A Manitoulin Island man has now started his swim across Lake Manitou.
Ray Scott planned to start his swim Friday morning, but cold water forced a delay. Scott said on Twitter that the temperature of Lake Manitou dropped to 8.5 degrees Celcius last week.
On Monday morning, Scott made a splash and started his swim on the western bank of the lake.
Lake Manitou is the largest lake on Manitoulin Island, the largest lake island in the world.
“It’s a strange mixture of excitement and anxiety,” said Scott, when he reflected on the swim. “I know I’ve trained hard so that I can approach this with confidence.”
Scott has lived on the lake for nine years, and usually swims its waters to train for triathlons. He said he first started to consider swimming the entire length of the lake a few years back.
Unlike the Great Lakes, which have had an increasing allure to open water swimmers over the past few years, Scott said no one has yet taken a crack at swimming Lake Manitou.

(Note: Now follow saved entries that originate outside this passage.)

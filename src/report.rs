//! Numbers behind the prediction viewer and the model-comparison monitor.

use crate::data_models::PredictionRow;
use crate::registry::RunRecord;
use chrono::NaiveDateTime;

#[derive(Debug, Clone, PartialEq)]
pub struct StationSummary {
    pub station_id: String,
    pub total_predicted: f64,
    pub peak_predicted: f64,
    pub peak_at: NaiveDateTime,
    pub hours: usize,
}

/// Distinct station ids, sorted.
pub fn station_ids(rows: &[PredictionRow]) -> Vec<String> {
    let mut ids: Vec<String> = rows.iter().map(|r| r.station_id.clone()).collect();
    ids.sort();
    ids.dedup();
    ids
}

/// Rows of one station, ascending by timestamp.
pub fn station_rows(rows: &[PredictionRow], station_id: &str) -> Vec<PredictionRow> {
    let mut selected: Vec<PredictionRow> = rows
        .iter()
        .filter(|r| r.station_id == station_id)
        .cloned()
        .collect();
    selected.sort_by_key(|r| r.timestamp);
    selected
}

pub fn summarize_station(rows: &[PredictionRow], station_id: &str) -> Option<StationSummary> {
    let station = station_rows(rows, station_id);
    let first = station.first()?;
    let mut summary = StationSummary {
        station_id: station_id.to_string(),
        total_predicted: 0.0,
        peak_predicted: first.predicted_ride_count,
        peak_at: first.timestamp,
        hours: station.len(),
    };
    for row in &station {
        summary.total_predicted += row.predicted_ride_count;
        if row.predicted_ride_count > summary.peak_predicted {
            summary.peak_predicted = row.predicted_ride_count;
            summary.peak_at = row.timestamp;
        }
    }
    Some(summary)
}

/// Summaries for every station, ordered by station id.
pub fn summarize_all(rows: &[PredictionRow]) -> Vec<StationSummary> {
    station_ids(rows)
        .iter()
        .filter_map(|id| summarize_station(rows, id))
        .collect()
}

#[derive(Debug, Clone, PartialEq)]
pub struct ModelScore {
    pub model: String,
    pub run_id: String,
    pub score: f64,
}

#[derive(Debug, Clone, PartialEq)]
pub struct ModelComparison {
    pub metric: String,
    /// Ascending by score.
    pub scores: Vec<ModelScore>,
}

impl ModelComparison {
    /// Runs without the metric are left out. Unnamed runs are labelled
    /// `Run <n>` by their position in `runs`.
    pub fn from_runs(runs: &[RunRecord], metric: &str) -> Self {
        let mut scores: Vec<ModelScore> = runs
            .iter()
            .enumerate()
            .filter_map(|(i, run)| {
                run.metric(metric).map(|score| ModelScore {
                    model: run
                        .display_name()
                        .map(str::to_string)
                        .unwrap_or_else(|| format!("Run {}", i + 1)),
                    run_id: run.run_id.clone(),
                    score,
                })
            })
            .collect();
        scores.sort_by(|a, b| a.score.total_cmp(&b.score));
        Self {
            metric: metric.to_string(),
            scores,
        }
    }

    pub fn best(&self) -> Option<&ModelScore> {
        self.scores.first()
    }

    pub fn worst(&self) -> Option<&ModelScore> {
        self.scores.last()
    }
}

#[cfg(test)]
mod tests {
    use super::*;
    use approx::assert_relative_eq;
    use chrono::NaiveDate;
    use std::collections::HashMap;

    fn row(station: &str, hour: u32, value: f64) -> PredictionRow {
        PredictionRow {
            station_id: station.to_string(),
            timestamp: NaiveDate::from_ymd_opt(2024, 5, 1)
                .unwrap()
                .and_hms_opt(hour, 0, 0)
                .unwrap(),
            predicted_ride_count: value,
        }
    }

    #[test]
    fn test_station_summary() {
        let rows = vec![row("B", 0, 1.0), row("A", 1, 4.5), row("A", 0, 2.0), row("A", 2, 3.0)];
        assert_eq!(station_ids(&rows), vec!["A", "B"]);

        let a = summarize_station(&rows, "A").unwrap();
        assert_relative_eq!(a.total_predicted, 9.5);
        assert_relative_eq!(a.peak_predicted, 4.5);
        assert_eq!(a.peak_at, row("A", 1, 0.0).timestamp);
        assert_eq!(a.hours, 3);

        assert!(summarize_station(&rows, "Z").is_none());
        assert_eq!(summarize_all(&rows).len(), 2);
    }

    #[test]
    fn test_station_rows_sorted() {
        let rows = vec![row("A", 5, 1.0), row("A", 2, 1.0), row("B", 1, 1.0)];
        let hours: Vec<u32> = station_rows(&rows, "A")
            .iter()
            .map(|r| chrono::Timelike::hour(&r.timestamp))
            .collect();
        assert_eq!(hours, vec![2, 5]);
    }

    #[test]
    fn test_model_comparison_names_and_order() {
        let run = |id: &str, name: Option<&str>, mae: Option<f64>| RunRecord {
            run_id: id.to_string(),
            experiment_id: "0".to_string(),
            run_name: name.map(str::to_string),
            metrics: mae.map(|v| HashMap::from([("mae".to_string(), v)])).unwrap_or_default(),
            tags: HashMap::new(),
        };
        let runs = vec![
            run("r1", Some("xgboost"), Some(3.2)),
            run("r2", None, Some(2.1)),
            run("r3", Some("baseline"), None),
        ];
        let comparison = ModelComparison::from_runs(&runs, "mae");

        assert_eq!(comparison.scores.len(), 2);
        assert_eq!(comparison.best().unwrap().model, "Run 2");
        assert_eq!(comparison.worst().unwrap().model, "xgboost");
        assert_relative_eq!(comparison.best().unwrap().score, 2.1);
    }
}
use crate::errors::ConfigError;
use crate::selection::RECENCY_WINDOW;
use log::debug;
use serde::{Deserialize, Serialize};
use std::fs::File;
use std::io::BufReader;
use std::path::{Path, PathBuf};
use std::time::Duration;

pub const TRACKING_URI_ENV: &str = "MLFLOW_TRACKING_URI";
pub const TRACKING_USERNAME_ENV: &str = "MLFLOW_TRACKING_USERNAME";
pub const TRACKING_PASSWORD_ENV: &str = "MLFLOW_TRACKING_PASSWORD";

const DEFAULT_REQUEST_TIMEOUT: Duration = Duration::from_secs(60);

/// Settings for one inference run. Any field may be overridden by a JSON
/// config file and then by CLI flags.
#[derive(Serialize, Deserialize, Debug, Clone, PartialEq)]
#[serde(default)]
pub struct PipelineConfig {
    pub features_path: PathBuf,
    pub output_path: PathBuf,
    pub experiment_name: String,
    /// Error metric the best run is chosen by (lower is better).
    pub metric: String,
    pub window: usize,
    /// Runs fetched when resolving the best one.
    pub max_results: usize,
    pub retry_max_attempts: u32,
}

impl Default for PipelineConfig {
    fn default() -> Self {
        Self {
            features_path: PathBuf::from("./data/features/citibike_features.csv"),
            output_path: PathBuf::from("./data/predictions/predictions.csv"),
            experiment_name: String::from("citibike_trip_prediction"),
            metric: String::from("mae"),
            window: RECENCY_WINDOW,
            max_results: 1,
            retry_max_attempts: 3,
        }
    }
}

impl PipelineConfig {
    pub fn validate(&self) -> Result<(), ConfigError> {
        if self.window == 0 {
            return Err(ConfigError::InvalidValue {
                field: "window".to_string(),
                message: "must be at least 1".to_string(),
            });
        }
        if self.max_results == 0 {
            return Err(ConfigError::InvalidValue {
                field: "max_results".to_string(),
                message: "must be at least 1".to_string(),
            });
        }
        if self.retry_max_attempts == 0 {
            return Err(ConfigError::InvalidValue {
                field: "retry_max_attempts".to_string(),
                message: "must be at least 1".to_string(),
            });
        }
        if self.experiment_name.trim().is_empty() {
            return Err(ConfigError::InvalidValue {
                field: "experiment_name".to_string(),
                message: "must not be empty".to_string(),
            });
        }
        Ok(())
    }
}

/// Load a [`PipelineConfig`] from a JSON file. Missing keys take defaults.
pub fn load_config(path: &Path) -> Result<PipelineConfig, ConfigError> {
    if !path.exists() {
        return Err(ConfigError::NotFound {
            path: path.to_path_buf(),
        });
    }
    let file = File::open(path).map_err(|e| ConfigError::IoError {
        path: path.to_path_buf(),
        source: e,
    })?;
    let config: PipelineConfig =
        serde_json::from_reader(BufReader::new(file)).map_err(|e| ConfigError::JsonParseError {
            path: path.to_path_buf(),
            source: e,
        })?;
    debug!("Loaded pipeline config from {}: {:?}", path.display(), config);
    Ok(config)
}

#[derive(Clone, PartialEq)]
pub struct Credentials {
    pub username: String,
    pub password: String,
}

impl std::fmt::Debug for Credentials {
    fn fmt(&self, f: &mut std::fmt::Formatter<'_>) -> std::fmt::Result {
        f.debug_struct("Credentials")
            .field("username", &self.username)
            .field("password", &"***")
            .finish()
    }
}

/// Where the tracking service lives and how to authenticate. Values are
/// opaque: only their presence is checked.
#[derive(Debug, Clone, PartialEq)]
pub struct TrackingConfig {
    pub tracking_uri: String,
    pub credentials: Option<Credentials>,
    pub request_timeout: Duration,
}

impl TrackingConfig {
    pub fn from_env() -> Result<Self, ConfigError> {
        Self::from_lookup(|key| std::env::var(key).ok())
    }

    /// Build from any key lookup; empty values count as unset.
    pub fn from_lookup<F>(lookup: F) -> Result<Self, ConfigError>
    where
        F: Fn(&str) -> Option<String>,
    {
        let get = |key: &str| lookup(key).filter(|v| !v.trim().is_empty());

        let tracking_uri = get(TRACKING_URI_ENV).ok_or_else(|| ConfigError::MissingEnv {
            name: TRACKING_URI_ENV.to_string(),
        })?;

        let credentials = match (get(TRACKING_USERNAME_ENV), get(TRACKING_PASSWORD_ENV)) {
            (Some(username), Some(password)) => Some(Credentials { username, password }),
            (None, None) => None,
            (Some(_), None) => {
                return Err(ConfigError::PartialCredentials {
                    present: TRACKING_USERNAME_ENV.to_string(),
                    missing: TRACKING_PASSWORD_ENV.to_string(),
                })
            }
            (None, Some(_)) => {
                return Err(ConfigError::PartialCredentials {
                    present: TRACKING_PASSWORD_ENV.to_string(),
                    missing: TRACKING_USERNAME_ENV.to_string(),
                })
            }
        };

        Ok(Self {
            tracking_uri,
            credentials,
            request_timeout: DEFAULT_REQUEST_TIMEOUT,
        })
    }
}

#[cfg(test)]
mod tests {
    use super::*;
    use std::collections::HashMap;

    fn lookup(pairs: &[(&str, &str)]) -> impl Fn(&str) -> Option<String> {
        let map: HashMap<String, String> = pairs
            .iter()
            .map(|(k, v)| (k.to_string(), v.to_string()))
            .collect();
        move |key: &str| map.get(key).cloned()
    }

    #[test]
    fn test_tracking_config_with_credentials() {
        let config = TrackingConfig::from_lookup(lookup(&[
            (TRACKING_URI_ENV, "https://dagshub.com/u/citibike.mlflow"),
            (TRACKING_USERNAME_ENV, "u"),
            (TRACKING_PASSWORD_ENV, "token"),
        ]))
        .unwrap();
        assert_eq!(config.tracking_uri, "https://dagshub.com/u/citibike.mlflow");
        assert_eq!(
            config.credentials,
            Some(Credentials {
                username: "u".to_string(),
                password: "token".to_string()
            })
        );
        assert!(!format!("{:?}", config).contains("token"));
    }

    #[test]
    fn test_tracking_uri_required() {
        let err = TrackingConfig::from_lookup(lookup(&[(TRACKING_URI_ENV, "  ")])).unwrap_err();
        assert!(matches!(err, ConfigError::MissingEnv { .. }));
    }

    #[test]
    fn test_half_credentials_rejected() {
        let err = TrackingConfig::from_lookup(lookup(&[
            (TRACKING_URI_ENV, "./mlruns"),
            (TRACKING_USERNAME_ENV, "u"),
        ]))
        .unwrap_err();
        assert!(matches!(err, ConfigError::PartialCredentials { .. }));

        let anonymous = TrackingConfig::from_lookup(lookup(&[(TRACKING_URI_ENV, "./mlruns")])).unwrap();
        assert!(anonymous.credentials.is_none());
    }

    #[test]
    fn test_partial_json_config_uses_defaults() {
        let config: PipelineConfig =
            serde_json::from_str(r#"{"experiment_name": "citibike_v2", "window": 24}"#).unwrap();
        assert_eq!(config.experiment_name, "citibike_v2");
        assert_eq!(config.window, 24);
        assert_eq!(config.metric, "mae");
        assert_eq!(config.output_path, PathBuf::from("./data/predictions/predictions.csv"));
        assert!(config.validate().is_ok());
    }

    #[test]
    fn test_zero_window_invalid() {
        let config = PipelineConfig {
            window: 0,
            ..PipelineConfig::default()
        };
        assert!(config.validate().is_err());
    }

    #[test]
    fn test_missing_config_file() {
        let err = load_config(Path::new("/nonexistent/forecast.json")).unwrap_err();
        assert!(matches!(err, ConfigError::NotFound { .. }));
    }
}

Despite his previous triathlon training, Scott said his plan was greeted by some hesitation from his family.
“My father tried his best to convince me to swim any smaller lake,” he said. “My kids looked at me funny at the beginning of this, but they’re getting the sense that I’m ready, so they haven’t been giving me as many sideways looks.”
The biggest challenge facing Scott is the temperature of the water.
According to Scott, the water temperature has been generally cold this summer, typically ranging from 15 to 18 degrees.
Scott is hoping for 17 degrees for his swim.
“It’s not easy to stay in the cold indefinitely,” said Scott. “"I do have the advantage that I'm moving and I'm generating heat when I'm swimming, so the trick is to swim fast enough that you get enough heat to keep yourself comfortable, but not to swim so fast that you get too tired to keep going.”
Scott said he’s spent most of the summer acclimatizing to the water temperatures.
Another element coming into play are the lake’s natural hazards.
“On a smaller-scale lake such as Lake Manitou there’s a lot of things to look out for, like shallow sections with rocky hazards,” said Scott. This is especially likely since most of his route hugs the shoreline.
As a result of those hazards, Scott made the decision to do his swim during the day. He plans to enter the water on the western shores of Newby’s Bay, and begin swimming the 19 kilometres to the Sandfield boat launch at the other side. His website says he expects to take 25 to 35 minutes to complete each kilometre.
While his goal is to finish, Scott said he’s gotten a lot out of his swim training – including a greater appreciation of the lake he lives on.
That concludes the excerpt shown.